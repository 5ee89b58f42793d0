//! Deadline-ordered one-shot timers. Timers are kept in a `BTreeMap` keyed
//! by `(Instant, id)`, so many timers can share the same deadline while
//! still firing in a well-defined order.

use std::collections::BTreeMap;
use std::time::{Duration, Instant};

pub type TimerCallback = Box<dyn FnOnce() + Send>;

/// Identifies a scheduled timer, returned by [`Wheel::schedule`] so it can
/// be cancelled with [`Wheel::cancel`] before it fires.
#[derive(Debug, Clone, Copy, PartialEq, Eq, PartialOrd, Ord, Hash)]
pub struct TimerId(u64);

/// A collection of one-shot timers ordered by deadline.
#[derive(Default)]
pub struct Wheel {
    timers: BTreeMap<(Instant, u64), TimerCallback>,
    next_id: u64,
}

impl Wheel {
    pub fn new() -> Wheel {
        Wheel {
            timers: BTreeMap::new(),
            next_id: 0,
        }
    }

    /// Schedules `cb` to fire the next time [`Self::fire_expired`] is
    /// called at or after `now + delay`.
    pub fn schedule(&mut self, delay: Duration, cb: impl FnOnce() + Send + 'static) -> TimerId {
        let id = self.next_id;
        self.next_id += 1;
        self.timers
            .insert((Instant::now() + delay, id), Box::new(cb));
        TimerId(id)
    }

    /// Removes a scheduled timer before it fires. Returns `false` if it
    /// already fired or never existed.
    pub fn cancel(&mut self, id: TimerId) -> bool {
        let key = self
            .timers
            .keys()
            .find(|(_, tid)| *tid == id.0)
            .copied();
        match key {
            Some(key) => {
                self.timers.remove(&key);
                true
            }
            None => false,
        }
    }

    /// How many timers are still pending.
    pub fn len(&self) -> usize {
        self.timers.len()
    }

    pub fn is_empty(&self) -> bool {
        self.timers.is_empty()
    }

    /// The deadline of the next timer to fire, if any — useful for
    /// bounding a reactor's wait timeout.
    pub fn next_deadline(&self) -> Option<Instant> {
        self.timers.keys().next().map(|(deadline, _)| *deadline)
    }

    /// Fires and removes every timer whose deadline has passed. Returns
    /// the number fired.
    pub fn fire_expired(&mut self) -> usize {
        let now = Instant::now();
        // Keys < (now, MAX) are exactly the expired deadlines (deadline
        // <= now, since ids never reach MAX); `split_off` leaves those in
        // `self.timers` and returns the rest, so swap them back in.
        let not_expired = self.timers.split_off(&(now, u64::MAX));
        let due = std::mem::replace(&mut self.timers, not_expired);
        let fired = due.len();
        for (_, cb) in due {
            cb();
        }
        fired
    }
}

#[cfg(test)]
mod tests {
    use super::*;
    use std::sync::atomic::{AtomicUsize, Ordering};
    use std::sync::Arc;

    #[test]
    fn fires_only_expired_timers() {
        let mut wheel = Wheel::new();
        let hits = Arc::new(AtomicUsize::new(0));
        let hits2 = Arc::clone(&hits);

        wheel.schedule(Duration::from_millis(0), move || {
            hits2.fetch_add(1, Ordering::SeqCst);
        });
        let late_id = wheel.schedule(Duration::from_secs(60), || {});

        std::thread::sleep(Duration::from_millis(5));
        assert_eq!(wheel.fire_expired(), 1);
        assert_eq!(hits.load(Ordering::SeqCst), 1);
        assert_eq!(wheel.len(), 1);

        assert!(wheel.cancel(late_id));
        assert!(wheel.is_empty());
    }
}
□ □ □ □ □ □ □
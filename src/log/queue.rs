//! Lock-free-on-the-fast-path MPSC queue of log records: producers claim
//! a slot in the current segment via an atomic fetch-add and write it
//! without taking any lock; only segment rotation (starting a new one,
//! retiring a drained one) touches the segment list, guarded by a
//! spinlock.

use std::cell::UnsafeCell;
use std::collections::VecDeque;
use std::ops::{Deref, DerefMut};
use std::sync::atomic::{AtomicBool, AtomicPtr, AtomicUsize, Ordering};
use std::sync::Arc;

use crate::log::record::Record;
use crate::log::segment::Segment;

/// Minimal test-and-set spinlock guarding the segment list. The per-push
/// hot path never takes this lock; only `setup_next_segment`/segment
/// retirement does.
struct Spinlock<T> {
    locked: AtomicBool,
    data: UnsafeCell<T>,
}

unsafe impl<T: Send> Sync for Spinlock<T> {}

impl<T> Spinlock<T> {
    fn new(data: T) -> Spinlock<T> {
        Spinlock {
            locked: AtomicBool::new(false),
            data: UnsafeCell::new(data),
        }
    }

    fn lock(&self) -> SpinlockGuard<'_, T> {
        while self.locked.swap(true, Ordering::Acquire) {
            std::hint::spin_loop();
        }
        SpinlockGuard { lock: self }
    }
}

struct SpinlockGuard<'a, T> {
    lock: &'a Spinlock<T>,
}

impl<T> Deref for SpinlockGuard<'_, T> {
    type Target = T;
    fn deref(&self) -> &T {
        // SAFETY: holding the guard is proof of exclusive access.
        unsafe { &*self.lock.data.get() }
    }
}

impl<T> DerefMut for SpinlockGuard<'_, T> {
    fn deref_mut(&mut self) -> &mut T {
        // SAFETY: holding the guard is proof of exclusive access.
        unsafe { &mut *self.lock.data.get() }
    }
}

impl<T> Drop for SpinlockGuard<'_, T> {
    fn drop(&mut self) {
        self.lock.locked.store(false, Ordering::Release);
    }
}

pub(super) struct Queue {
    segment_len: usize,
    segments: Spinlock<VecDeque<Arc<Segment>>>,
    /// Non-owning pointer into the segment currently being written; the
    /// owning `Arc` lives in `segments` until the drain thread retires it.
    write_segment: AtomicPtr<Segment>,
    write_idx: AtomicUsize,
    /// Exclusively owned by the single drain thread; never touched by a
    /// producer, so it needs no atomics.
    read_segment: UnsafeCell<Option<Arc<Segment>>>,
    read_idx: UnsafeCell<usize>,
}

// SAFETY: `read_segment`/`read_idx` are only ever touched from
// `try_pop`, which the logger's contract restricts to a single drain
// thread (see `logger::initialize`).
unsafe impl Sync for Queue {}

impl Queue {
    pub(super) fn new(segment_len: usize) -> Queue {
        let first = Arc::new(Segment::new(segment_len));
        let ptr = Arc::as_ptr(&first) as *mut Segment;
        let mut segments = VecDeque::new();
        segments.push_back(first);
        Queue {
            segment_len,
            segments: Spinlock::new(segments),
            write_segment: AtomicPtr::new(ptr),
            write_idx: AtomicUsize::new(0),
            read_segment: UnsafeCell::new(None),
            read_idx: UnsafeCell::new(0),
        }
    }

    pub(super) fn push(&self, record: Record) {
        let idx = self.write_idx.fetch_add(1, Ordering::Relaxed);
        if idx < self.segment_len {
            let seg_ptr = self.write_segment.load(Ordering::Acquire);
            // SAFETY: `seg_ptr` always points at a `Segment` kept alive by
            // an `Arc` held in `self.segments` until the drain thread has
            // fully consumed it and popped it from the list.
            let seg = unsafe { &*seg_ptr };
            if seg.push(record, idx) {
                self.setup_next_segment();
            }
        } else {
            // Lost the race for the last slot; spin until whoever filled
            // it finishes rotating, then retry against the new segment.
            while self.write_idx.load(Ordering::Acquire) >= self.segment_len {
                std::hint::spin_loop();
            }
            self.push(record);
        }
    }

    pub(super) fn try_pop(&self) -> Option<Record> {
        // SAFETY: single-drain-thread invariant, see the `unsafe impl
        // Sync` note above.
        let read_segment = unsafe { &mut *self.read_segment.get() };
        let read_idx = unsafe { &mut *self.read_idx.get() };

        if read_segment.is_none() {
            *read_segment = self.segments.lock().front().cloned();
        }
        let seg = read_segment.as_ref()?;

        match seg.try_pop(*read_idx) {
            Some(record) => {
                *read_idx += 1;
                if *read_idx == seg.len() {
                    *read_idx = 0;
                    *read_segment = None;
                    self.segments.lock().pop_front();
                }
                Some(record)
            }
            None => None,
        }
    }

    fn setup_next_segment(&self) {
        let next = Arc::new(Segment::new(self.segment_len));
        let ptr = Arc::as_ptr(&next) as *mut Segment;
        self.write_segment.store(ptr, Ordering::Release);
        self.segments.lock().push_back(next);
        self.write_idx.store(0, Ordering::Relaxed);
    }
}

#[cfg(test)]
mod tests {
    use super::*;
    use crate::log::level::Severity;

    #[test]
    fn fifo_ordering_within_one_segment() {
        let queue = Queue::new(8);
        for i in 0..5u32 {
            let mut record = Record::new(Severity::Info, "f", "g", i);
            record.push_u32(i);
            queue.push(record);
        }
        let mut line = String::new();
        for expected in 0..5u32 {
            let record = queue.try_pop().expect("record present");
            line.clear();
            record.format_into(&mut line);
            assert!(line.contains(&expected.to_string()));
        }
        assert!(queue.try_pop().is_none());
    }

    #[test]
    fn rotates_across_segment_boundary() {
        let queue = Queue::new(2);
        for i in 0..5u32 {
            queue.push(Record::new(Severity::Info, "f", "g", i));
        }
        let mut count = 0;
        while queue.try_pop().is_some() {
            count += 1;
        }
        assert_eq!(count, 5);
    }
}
□ □ □ □ □ □ □
Show every line from the listing that contains "thread".

        std::thread::sleep(Duration::from_millis(5));
    /// owning `Arc` lives in `segments` until the drain thread retires it.
    /// Exclusively owned by the single drain thread; never touched by a
// thread (see `logger::initialize`).
            // an `Arc` held in `self.segments` until the drain thread has
        // SAFETY: single-drain-thread invariant, see the `unsafe impl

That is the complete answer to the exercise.